Segment Start: SUPPLIED MATERIAL

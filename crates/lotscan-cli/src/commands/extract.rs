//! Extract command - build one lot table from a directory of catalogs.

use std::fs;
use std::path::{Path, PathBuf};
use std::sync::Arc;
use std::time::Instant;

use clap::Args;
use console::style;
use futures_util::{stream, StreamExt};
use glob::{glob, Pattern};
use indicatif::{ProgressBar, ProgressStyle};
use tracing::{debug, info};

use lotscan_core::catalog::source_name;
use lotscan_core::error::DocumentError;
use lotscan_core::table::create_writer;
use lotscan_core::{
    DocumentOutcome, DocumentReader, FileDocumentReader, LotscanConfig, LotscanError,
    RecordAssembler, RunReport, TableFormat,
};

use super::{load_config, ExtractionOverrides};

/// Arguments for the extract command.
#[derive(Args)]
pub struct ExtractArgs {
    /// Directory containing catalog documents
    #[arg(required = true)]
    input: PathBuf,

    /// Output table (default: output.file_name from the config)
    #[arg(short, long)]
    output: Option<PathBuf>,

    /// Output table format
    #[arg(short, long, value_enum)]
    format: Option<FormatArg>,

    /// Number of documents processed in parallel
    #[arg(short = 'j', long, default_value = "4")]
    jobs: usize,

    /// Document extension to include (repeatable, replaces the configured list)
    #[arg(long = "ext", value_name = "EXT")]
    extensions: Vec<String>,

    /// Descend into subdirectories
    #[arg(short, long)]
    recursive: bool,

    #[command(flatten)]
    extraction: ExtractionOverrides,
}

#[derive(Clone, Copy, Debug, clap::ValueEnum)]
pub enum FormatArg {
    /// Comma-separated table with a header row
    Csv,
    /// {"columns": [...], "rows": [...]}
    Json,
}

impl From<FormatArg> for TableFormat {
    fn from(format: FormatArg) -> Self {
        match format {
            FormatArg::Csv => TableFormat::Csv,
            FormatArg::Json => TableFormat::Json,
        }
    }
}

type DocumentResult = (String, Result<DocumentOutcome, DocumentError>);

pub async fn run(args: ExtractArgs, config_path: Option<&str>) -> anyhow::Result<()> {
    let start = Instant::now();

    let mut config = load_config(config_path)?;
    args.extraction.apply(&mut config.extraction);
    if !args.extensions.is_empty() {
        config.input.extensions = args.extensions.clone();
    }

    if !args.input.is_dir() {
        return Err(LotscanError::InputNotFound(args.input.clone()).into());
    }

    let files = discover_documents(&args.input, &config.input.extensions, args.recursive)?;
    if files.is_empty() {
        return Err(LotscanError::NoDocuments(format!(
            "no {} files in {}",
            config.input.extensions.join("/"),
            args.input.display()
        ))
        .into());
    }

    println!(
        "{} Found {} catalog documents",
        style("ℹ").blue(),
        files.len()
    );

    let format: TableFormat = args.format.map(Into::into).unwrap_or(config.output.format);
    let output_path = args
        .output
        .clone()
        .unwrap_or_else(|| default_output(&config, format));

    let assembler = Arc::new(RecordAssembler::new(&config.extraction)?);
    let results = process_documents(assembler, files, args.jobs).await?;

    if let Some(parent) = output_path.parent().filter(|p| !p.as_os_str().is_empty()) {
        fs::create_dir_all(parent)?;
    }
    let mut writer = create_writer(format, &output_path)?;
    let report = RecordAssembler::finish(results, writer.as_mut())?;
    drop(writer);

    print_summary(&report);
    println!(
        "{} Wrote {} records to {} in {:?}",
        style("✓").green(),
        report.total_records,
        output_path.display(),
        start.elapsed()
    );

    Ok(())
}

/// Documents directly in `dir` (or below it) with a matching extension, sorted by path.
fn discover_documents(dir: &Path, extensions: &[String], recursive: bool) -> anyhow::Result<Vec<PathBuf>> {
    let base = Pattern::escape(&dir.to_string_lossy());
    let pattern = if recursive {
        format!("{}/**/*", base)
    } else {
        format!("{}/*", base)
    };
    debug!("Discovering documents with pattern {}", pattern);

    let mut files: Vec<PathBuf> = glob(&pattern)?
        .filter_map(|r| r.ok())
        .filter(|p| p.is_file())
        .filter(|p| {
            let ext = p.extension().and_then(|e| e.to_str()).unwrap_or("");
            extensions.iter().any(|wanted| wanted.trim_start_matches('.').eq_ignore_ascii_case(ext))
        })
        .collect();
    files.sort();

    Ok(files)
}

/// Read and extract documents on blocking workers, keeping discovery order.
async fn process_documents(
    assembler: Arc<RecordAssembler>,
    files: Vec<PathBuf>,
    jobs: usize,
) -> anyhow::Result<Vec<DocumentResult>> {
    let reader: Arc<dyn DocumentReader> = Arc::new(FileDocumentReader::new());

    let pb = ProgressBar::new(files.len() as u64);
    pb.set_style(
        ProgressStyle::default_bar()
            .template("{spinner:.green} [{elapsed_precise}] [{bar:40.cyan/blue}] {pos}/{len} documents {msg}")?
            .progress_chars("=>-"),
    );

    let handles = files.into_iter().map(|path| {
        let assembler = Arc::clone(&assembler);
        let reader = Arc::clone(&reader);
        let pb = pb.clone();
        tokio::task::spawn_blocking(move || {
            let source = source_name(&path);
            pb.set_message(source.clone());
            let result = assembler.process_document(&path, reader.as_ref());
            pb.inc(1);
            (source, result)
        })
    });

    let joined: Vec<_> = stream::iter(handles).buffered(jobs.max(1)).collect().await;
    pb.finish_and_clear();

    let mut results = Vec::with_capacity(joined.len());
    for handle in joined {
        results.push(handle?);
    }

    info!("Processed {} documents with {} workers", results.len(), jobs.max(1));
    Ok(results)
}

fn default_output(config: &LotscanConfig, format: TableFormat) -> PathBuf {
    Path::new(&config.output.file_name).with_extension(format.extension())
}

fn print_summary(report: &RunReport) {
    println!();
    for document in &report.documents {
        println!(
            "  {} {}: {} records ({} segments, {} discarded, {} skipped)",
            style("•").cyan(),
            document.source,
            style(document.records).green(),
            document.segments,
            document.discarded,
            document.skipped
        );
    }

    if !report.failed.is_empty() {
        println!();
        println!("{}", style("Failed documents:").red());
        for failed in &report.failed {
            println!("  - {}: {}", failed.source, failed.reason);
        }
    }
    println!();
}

Segment End: SUPPLIED MATERIAL
Segment Start: SUPPLIED MATERIAL

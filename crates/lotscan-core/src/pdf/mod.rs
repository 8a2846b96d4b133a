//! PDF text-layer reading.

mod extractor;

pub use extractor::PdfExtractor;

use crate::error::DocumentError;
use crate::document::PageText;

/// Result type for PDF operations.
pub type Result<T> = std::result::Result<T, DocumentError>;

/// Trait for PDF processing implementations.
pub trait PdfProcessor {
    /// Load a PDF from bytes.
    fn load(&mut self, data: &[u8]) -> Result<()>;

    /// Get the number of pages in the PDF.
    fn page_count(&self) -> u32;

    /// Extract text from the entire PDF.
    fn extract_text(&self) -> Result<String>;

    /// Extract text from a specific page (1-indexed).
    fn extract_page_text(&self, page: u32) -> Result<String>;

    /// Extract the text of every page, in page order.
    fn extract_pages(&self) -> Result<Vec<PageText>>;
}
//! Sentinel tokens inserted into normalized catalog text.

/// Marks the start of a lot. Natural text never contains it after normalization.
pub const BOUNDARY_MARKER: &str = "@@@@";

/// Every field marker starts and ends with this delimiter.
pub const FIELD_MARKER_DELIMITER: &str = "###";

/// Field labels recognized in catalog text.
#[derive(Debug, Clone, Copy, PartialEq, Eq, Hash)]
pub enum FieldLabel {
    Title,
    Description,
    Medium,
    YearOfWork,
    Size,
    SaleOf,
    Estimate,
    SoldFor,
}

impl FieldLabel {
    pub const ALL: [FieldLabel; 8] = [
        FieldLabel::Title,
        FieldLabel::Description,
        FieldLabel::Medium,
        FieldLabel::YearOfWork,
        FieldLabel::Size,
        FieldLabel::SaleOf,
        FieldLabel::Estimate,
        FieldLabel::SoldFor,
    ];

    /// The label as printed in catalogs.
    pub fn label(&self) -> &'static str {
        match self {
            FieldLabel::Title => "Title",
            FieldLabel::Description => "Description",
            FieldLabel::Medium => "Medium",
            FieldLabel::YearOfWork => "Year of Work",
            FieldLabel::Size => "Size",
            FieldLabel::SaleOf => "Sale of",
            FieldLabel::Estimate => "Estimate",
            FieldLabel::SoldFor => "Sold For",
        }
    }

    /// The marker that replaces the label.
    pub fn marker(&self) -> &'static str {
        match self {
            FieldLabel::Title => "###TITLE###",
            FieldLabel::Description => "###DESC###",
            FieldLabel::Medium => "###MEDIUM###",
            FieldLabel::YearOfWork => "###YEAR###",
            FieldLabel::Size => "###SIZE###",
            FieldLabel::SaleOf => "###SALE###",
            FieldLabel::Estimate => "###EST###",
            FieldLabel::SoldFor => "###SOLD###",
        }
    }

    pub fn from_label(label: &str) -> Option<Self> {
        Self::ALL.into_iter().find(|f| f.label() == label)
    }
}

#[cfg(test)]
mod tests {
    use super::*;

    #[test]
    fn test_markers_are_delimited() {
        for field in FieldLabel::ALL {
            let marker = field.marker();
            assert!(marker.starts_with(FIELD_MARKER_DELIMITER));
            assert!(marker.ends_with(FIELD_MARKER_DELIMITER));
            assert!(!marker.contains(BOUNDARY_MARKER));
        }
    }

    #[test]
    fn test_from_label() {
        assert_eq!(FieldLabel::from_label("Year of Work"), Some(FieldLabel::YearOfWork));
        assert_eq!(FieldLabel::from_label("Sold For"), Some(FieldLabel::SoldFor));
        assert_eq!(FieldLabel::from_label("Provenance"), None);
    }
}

Segment End: SUPPLIED MATERIAL

THE TASK:
In the data above, find the line that contains "for handle in" and the line that contains "fn default_output(config: &LotscanConfig, format: TableFormat)". Repeat exactly those lines and every line between them, and only those.

EXPECTED OUTPUT:
    for handle in joined {
        results.push(handle?);
    }

    info!("Processed {} documents with {} workers", results.len(), jobs.max(1));
    Ok(results)
}

fn default_output(config: &LotscanConfig, format: TableFormat) -> PathBuf {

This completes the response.